Why this is a problem
The number of networks, people, devices, and workflows combine to produce and receive a lot of data, putting the Army at constant risk. One weak link or unattended risk, at any level, could cause the entire infrastructure to fall. The Army has a need to improve, build, and extend its tactical radius to provide comprehensive cybersecurity for its assets.
Cleared and vetted personnel are able to maliciously manipulate information systems and data, usually without detection. The detection of an insider threat is difficult, and once identified, the distinction between intentional and unintentional can be another challenge. Insiders pose a greater threat because they are closer to the core than external threat agents. Insiders often know the policies and other security controls that are in place to mitigate, detect, deter, and prevent attacks against the Army. Many security policies address insider threats but there is minimal standardization of controls (and vetted tools) to address the threat.
There needs to be a Never Trust (Zero Trust), Always Verify framework (Risk Management Framework [RMF]) to ensure our Cyber Readiness. The Army is interested in a holistic security solution that could help ensure a zero trust environment through monitoring and trust assurance at every level. The Army solicit industry feedback focused on baked-in RMF processes automated into their technologies. The solution should include micro segmentation with the goal to reduce internal incidents or insider threats, and the development of a standard tool to identify indicators and defend against insider threats. Additionally, the Army requires assistance with composing Tactics, Techniques, and Procedures (TTPs) to make a more security aware environment.
Solution Review #8:
Modernize - Cloud & Data/Application Migration/Enterprise/Hybrid Cloud Strategy (LOE #1.3)
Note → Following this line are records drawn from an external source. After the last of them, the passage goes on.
//! In-memory application store

use super::{ApplicationStore, StoredApplication};
use crate::error::StoreResult;
use async_trait::async_trait;
use chrono::{DateTime, Utc};
use std::collections::HashMap;
use tokio::sync::RwLock;

/// Process-local store; contents are lost on restart
#[derive(Debug, Default)]
pub struct MemoryStore {
    records: RwLock<HashMap<String, StoredApplication>>,
}

impl MemoryStore {
    pub fn new() -> Self {
        Self::default()
    }

    pub async fn len(&self) -> usize {
        self.records.read().await.len()
    }

    pub async fn is_empty(&self) -> bool {
        self.records.read().await.is_empty()
    }
}

#[async_trait]
impl ApplicationStore for MemoryStore {
    async fn insert(&self, record: StoredApplication) -> StoreResult<()> {
        self.records
            .write()
            .await
            .insert(record.application_id.clone(), record);
        Ok(())
    }

    async fn get(&self, application_id: &str) -> StoreResult<Option<StoredApplication>> {
        Ok(self.records.read().await.get(application_id).cloned())
    }

    async fn created_since(&self, since: DateTime<Utc>) -> StoreResult<Vec<StoredApplication>> {
        let records = self.records.read().await;
        let mut matching: Vec<StoredApplication> = records
            .values()
            .filter(|r| r.created_at >= since)
            .cloned()
            .collect();
        matching.sort_by_key(|r| r.created_at);
        Ok(matching)
    }
}
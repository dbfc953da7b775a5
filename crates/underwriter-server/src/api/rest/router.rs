//! Router creation and configuration

use super::handlers::*;
use super::types::AppState;
use crate::engine::UnderwritingEngine;
use axum::{
    routing::{get, post},
    Router,
};
use std::sync::Arc;
use tower_http::cors::CorsLayer;
use tower_http::trace::TraceLayer;

/// Create REST API router
pub fn create_router(engine: Arc<UnderwritingEngine>) -> Router {
    let state = AppState { engine };

    Router::new()
        .route("/health", get(health))
        .route("/v1/underwrite", post(underwrite))
        .route("/v1/applications/:id", get(get_application))
        .route("/v1/analytics", get(analytics))
        .route("/v1/analytics/trends", get(trends))
        .with_state(state)
        .layer(CorsLayer::permissive())
        .layer(TraceLayer::new_for_http())
}
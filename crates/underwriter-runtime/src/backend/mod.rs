//! Decisioning backends
//!
//! Every backend implements [`DecisionBackend`]; the router depends only on
//! that trait. The mock generator also implements it, but the router holds
//! it separately as the terminal, infallible fallback.

pub mod direct;
pub mod http;
pub mod mock;
pub mod reference;
mod scoring;

use crate::error::BackendResult;
use async_trait::async_trait;
use underwriter_core::{DecisionPayload, LoanApplication};

pub use direct::{DirectBackend, Underwriter, UnderwriterError};
pub use http::HttpDecisionClient;
pub use mock::MockDecisionGenerator;
pub use reference::ReferenceUnderwriter;

/// A component able to produce a candidate decision for an application
#[async_trait]
pub trait DecisionBackend: Send + Sync {
    /// Evaluate an application, returning an unvalidated payload
    async fn evaluate(&self, application: &LoanApplication) -> BackendResult<DecisionPayload>;

    /// Get the name of this backend
    fn name(&self) -> &str;
}
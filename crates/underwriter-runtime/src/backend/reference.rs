//! Reference in-process underwriter
//!
//! A simple rule set standing in for real integrator logic when the router
//! runs in direct mode without a custom underwriter.

use super::direct::{Underwriter, UnderwriterError};
use super::scoring::{risk_score, round2};
use underwriter_core::{DecisionPayload, LoanApplication};

/// Threshold-based underwriter
#[derive(Debug, Clone, PartialEq)]
pub struct ReferenceUnderwriter {
    pub min_credit_score: u32,

    /// Minimum annual income as a fraction of the loan amount
    pub min_income_ratio: f64,

    /// Maximum debt-to-income percentage
    pub max_debt_to_income: f64,
}

impl Default for ReferenceUnderwriter {
    fn default() -> Self {
        Self {
            min_credit_score: 650,
            min_income_ratio: 0.2,
            max_debt_to_income: 40.0,
        }
    }
}

impl ReferenceUnderwriter {
    pub fn new() -> Self {
        Self::default()
    }

    /// Rate falls 1% for every 50 points above 600, floored at 3.5%
    fn interest_rate(credit_score: u32) -> f64 {
        round2((8.0 - (f64::from(credit_score) - 600.0) / 50.0).max(3.5))
    }
}

impl Underwriter for ReferenceUnderwriter {
    fn underwrite(&self, application: &LoanApplication) -> Result<DecisionPayload, UnderwriterError> {
        let credit = application.credit_score;
        let dti = application.debt_to_income_ratio;
        let income_ok =
            application.annual_income >= application.loan_amount * self.min_income_ratio;

        let mut reasons = Vec::new();
        if credit < self.min_credit_score {
            reasons.push(format!(
                "Credit score too low ({} < {})",
                credit, self.min_credit_score
            ));
        }
        if !income_ok {
            reasons.push("Insufficient income relative to loan amount".to_string());
        }
        if dti > self.max_debt_to_income {
            reasons.push(format!("High debt-to-income ratio ({}%)", dti));
        }

        let payload = DecisionPayload::new().with("risk_score", risk_score(application));
        let payload = if reasons.is_empty() {
            payload
                .with("decision", "approved")
                .with("approved_amount", application.loan_amount)
                .with("interest_rate", Self::interest_rate(credit))
                .with(
                    "reasoning",
                    format!(
                        "Approved: Good credit score ({}), sufficient income, manageable debt ratio ({}%)",
                        credit, dti
                    ),
                )
        } else {
            payload
                .with("decision", "rejected")
                .with("approved_amount", 0.0)
                .with("interest_rate", 0.0)
                .with("reasoning", format!("Rejected: {}", reasons.join("; ")))
        };

        Ok(payload)
    }

    fn name(&self) -> &str {
        "reference"
    }
}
The Army develops and sustains applications and data in a highly distributed manner, and does not have a holistic mechanism to modernize or manage application life cycles. Army applications include both Commercial off the Shelf (COTS) and the Government off the Shelf (GOTS) categories. The focus of the Army migration is mainly on GOTS applications and data. Cloud brings the essential elements of elasticity, resiliency, broad access, efficiencies, secure computing platforms, data standardization, and compliance tools. The Army has implemented a strategy to modernize and migrate thousands of applications and data to the cloud, but the Army needs assistance with protecting its data through the use of solutions that generate efficiencies through automation.
Why this is a problem
Army application and data owners have been reluctant to migrate en masse due to technical limitations, funding availability, priorities, and perceived risk. Cloud computing capabilities should be adopted in a shared or common approach that is Content Service Provider agnostic to prevent limitations in abilities to change vendors both near and long term. This model limits our ability to aggregate data for the purpose of Artificial Intelligence (AI) and Machine Learning (ML).
Establish enterprise cloud and data ecosystems that are AI and ML ready, hybrid, protect Army data, increase lethality at each echelon (heavy emphasis on processes and architecture data modeling versus cloud services), and that generate reinvestment opportunities for modernization. Deploy an agile and flexible cloud framework to adapt legacy software to quickly meet changing operational environments, increase readiness, and improve cybersecurity. The Army is looking forward to commercial vendors who can provide advice on a comprehensive enterprise and hybrid cloud strategy that will integrate tactical and non-tactical infrastructure.